In her talk, Chun will argue that although there are strong interdisciplinary projects across the quantitative social sciences and physical, biological and computational sciences in network theory, bridges need to be built between qualitative and quantitative theories in order to take on the hard problems that face us now. “By thinking together,” she says, “we can question default assumptions in all our disciplines and work towards building a more sustainable future.”

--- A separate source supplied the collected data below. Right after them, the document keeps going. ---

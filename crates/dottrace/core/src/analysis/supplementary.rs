// Dottrace
// Copyright (C) 2025 Synerthink

// This program is free software: you can redistribute it and/or modify
// it under the terms of the GNU Affero General Public License as published by
// the Free Software Foundation, either version 3 of the License, or
// (at your option) any later version.

// This program is distributed in the hope that it will be useful,
// but WITHOUT ANY WARRANTY; without even the implied warranty of
// MERCHANTABILITY or FITNESS FOR A PARTICULAR PURPOSE.  See the
// GNU Affero General Public License for more details.

// You should have received a copy of the GNU Affero General Public License
// along with this program.  If not, see <http://www.gnu.org/licenses/>.

use std::io;
use std::path::{Path, PathBuf};

/// Extension of state-system artifacts.
pub const STATE_SYSTEM_EXTENSION: &str = "ht";
/// Extension of segment-store artifacts.
pub const SEGMENT_STORE_EXTENSION: &str = "dat";

/// Resolver of per-trace supplementary artifact locations.
///
/// Every trace gets its own directory under the configured base; artifact
/// files inside it are named `<analysis id>.<extension>`.
#[derive(Debug, Clone)]
pub struct SupplementaryFiles {
    base: PathBuf,
}

impl SupplementaryFiles {
    /// Creates a resolver rooted at `base`.
    pub fn new(base: impl Into<PathBuf>) -> Self {
        Self { base: base.into() }
    }

    /// The supplementary directory of `trace_name`, created on demand.
    pub fn trace_dir(&self, trace_name: &str) -> io::Result<PathBuf> {
        let dir = self.base.join(trace_name);
        std::fs::create_dir_all(&dir)?;
        Ok(dir)
    }

    /// Path of the state-system artifact for analysis `id` inside `dir`.
    pub fn state_system_file(dir: &Path, id: &str) -> PathBuf {
        dir.join(format!("{id}.{STATE_SYSTEM_EXTENSION}"))
    }

    /// Path of the segment-store artifact for analysis `id` inside `dir`.
    pub fn segment_store_file(dir: &Path, id: &str) -> PathBuf {
        dir.join(format!("{id}.{SEGMENT_STORE_EXTENSION}"))
    }
}

#[cfg(test)]
mod tests {
    use super::*;

    #[test]
    fn test_trace_dir_is_created_on_demand() {
        let base = tempfile::tempdir().unwrap();
        let files = SupplementaryFiles::new(base.path());

        let dir = files.trace_dir("kernel-trace").unwrap();
        assert!(dir.is_dir());
        assert!(dir.ends_with("kernel-trace"));

        // resolving again reuses the directory
        assert_eq!(files.trace_dir("kernel-trace").unwrap(), dir);
    }

    #[test]
    fn test_artifact_names_carry_id_and_extension() {
        let dir = PathBuf::from("/supp/trace");
        assert_eq!(
            SupplementaryFiles::state_system_file(&dir, "statistics"),
            PathBuf::from("/supp/trace/statistics.ht")
        );
        assert_eq!(
            SupplementaryFiles::segment_store_file(&dir, "statistics"),
            PathBuf::from("/supp/trace/statistics.dat")
        );
    }
}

Chun has studied both systems design engineering and English literature, which she combines in her current work on digital media. She is author of “Control and Freedom: Power and Paranoia in the Age of Fiber Optics,” “Programmed Visions: Software and Memory” and “Updating to Remain the Same: Habitual New Media,” and co-editor of “New Media, Old Media: A History and Theory Reader, 2nd edition.”
She has co-edited special issues of American Literature, “New Media and American Literature,” and Camera Obscura, “Race and/as Technology.” She was a 2016 Guggenheim fellow, an American Council of Learned Societies and American Academy of Berlin fellow, and has been a member of the Institute for Advanced Study at Princeton University, a fellow at the Radcliffe Institute for Advanced Study at Harvard University and a Wriston fellow at Brown University.
The April 25 talk is co-sponsored by the Society for the Humanities.